*Your instructions*. Only the lines below, from the one with "repository 90599ebf9c33b36d" through the one with "by both screens.", are to be written out, exactly.

● ● ●

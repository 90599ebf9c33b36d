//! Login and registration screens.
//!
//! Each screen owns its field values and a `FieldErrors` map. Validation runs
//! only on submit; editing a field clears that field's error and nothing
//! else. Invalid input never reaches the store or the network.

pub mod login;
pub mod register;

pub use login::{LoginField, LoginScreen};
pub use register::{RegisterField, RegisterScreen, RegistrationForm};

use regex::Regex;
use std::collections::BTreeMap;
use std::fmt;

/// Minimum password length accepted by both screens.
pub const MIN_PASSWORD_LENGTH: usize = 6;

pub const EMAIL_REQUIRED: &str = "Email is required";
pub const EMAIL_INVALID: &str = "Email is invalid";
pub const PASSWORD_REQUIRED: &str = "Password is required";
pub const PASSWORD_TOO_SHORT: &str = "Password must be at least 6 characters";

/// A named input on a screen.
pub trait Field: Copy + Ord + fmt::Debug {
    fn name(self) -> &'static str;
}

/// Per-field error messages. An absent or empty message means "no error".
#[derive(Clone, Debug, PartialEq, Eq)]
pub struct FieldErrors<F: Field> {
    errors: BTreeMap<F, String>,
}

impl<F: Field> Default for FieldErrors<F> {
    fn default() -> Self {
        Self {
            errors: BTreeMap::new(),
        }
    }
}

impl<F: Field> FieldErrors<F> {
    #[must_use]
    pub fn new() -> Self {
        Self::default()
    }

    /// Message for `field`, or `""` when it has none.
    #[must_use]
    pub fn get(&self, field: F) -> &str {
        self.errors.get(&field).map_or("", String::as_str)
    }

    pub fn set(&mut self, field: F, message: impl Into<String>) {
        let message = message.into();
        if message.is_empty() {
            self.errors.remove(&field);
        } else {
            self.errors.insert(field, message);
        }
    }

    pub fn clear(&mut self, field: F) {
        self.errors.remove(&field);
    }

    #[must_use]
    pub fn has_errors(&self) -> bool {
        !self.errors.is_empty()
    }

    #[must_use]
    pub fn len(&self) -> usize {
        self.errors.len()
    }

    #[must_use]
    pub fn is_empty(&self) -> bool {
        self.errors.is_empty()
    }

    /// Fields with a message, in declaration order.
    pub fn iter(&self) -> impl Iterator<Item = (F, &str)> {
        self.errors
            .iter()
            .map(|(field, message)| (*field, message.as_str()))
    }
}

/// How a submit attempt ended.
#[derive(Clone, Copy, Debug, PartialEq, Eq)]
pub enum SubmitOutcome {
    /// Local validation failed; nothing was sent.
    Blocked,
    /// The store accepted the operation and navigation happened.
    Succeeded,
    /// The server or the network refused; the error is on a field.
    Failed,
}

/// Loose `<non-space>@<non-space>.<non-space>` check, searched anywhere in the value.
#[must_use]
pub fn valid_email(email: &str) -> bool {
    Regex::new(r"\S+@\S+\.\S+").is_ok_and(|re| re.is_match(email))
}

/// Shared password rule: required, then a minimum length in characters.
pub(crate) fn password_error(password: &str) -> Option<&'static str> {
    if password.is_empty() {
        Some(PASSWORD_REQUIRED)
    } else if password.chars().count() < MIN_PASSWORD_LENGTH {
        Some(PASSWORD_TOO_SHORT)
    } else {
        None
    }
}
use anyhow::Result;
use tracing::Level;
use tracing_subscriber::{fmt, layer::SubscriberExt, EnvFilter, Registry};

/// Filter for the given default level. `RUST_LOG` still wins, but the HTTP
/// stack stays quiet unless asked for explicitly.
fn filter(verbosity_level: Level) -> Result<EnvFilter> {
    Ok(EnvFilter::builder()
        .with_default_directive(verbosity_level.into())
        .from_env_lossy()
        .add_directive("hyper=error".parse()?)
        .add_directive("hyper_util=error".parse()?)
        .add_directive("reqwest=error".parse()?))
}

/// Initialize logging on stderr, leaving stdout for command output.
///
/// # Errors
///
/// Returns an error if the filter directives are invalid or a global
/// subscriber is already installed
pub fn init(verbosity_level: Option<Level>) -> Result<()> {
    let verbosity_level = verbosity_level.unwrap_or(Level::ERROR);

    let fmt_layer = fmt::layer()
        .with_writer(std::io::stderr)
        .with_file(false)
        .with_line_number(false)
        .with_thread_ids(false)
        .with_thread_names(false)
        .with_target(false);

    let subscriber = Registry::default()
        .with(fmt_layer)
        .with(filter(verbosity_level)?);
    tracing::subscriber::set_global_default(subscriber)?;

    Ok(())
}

● ● ●

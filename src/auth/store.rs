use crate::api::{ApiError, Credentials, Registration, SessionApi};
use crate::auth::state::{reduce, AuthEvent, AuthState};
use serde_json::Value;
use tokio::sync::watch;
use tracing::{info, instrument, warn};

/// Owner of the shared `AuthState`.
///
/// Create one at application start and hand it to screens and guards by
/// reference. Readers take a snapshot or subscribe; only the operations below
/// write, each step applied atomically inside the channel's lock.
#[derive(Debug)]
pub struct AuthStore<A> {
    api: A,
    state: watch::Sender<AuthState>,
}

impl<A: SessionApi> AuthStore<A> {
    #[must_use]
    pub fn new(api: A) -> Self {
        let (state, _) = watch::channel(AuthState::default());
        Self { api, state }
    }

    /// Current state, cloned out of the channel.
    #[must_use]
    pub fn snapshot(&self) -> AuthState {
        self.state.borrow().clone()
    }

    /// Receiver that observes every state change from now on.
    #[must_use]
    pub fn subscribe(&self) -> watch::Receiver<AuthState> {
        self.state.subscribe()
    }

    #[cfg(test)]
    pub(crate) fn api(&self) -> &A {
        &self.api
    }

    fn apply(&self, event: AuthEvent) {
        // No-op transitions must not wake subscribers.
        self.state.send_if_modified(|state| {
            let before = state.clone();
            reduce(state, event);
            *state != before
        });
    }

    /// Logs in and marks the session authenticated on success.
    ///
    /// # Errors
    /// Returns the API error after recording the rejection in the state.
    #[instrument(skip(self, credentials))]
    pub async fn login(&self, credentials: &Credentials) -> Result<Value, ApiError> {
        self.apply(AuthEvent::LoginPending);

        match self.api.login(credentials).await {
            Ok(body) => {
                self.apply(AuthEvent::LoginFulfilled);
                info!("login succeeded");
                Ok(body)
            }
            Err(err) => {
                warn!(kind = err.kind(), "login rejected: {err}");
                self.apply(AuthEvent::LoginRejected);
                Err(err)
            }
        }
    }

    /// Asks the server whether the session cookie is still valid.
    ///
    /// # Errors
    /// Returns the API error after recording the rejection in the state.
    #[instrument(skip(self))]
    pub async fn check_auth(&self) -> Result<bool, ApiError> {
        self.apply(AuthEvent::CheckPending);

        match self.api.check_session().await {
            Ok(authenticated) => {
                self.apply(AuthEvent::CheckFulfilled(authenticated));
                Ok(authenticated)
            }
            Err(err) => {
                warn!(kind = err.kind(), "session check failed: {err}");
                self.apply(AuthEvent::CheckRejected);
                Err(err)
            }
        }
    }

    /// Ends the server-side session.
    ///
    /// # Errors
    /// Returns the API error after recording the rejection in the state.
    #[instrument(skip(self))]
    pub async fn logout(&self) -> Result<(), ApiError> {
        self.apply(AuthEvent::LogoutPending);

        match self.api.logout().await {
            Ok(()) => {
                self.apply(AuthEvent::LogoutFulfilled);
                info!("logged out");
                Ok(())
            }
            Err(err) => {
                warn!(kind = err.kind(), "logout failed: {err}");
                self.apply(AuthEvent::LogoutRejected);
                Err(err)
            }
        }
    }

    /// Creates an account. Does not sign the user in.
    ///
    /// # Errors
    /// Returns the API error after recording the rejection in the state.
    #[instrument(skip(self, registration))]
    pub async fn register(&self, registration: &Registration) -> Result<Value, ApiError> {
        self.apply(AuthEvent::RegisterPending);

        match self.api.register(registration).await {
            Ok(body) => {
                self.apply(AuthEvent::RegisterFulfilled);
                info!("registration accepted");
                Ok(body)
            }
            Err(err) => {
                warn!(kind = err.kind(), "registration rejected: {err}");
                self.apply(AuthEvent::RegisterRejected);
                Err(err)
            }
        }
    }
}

● ● ●

*The answer*.
repository 90599ebf9c33b36d
//! Login and registration screens.
//!
//! Each screen owns its field values and a `FieldErrors` map. Validation runs
//! only on submit; editing a field clears that field's error and nothing
//! else. Invalid input never reaches the store or the network.

pub mod login;
pub mod register;

pub use login::{LoginField, LoginScreen};
pub use register::{RegisterField, RegisterScreen, RegistrationForm};

use regex::Regex;
use std::collections::BTreeMap;
use std::fmt;

/// Minimum password length accepted by both screens.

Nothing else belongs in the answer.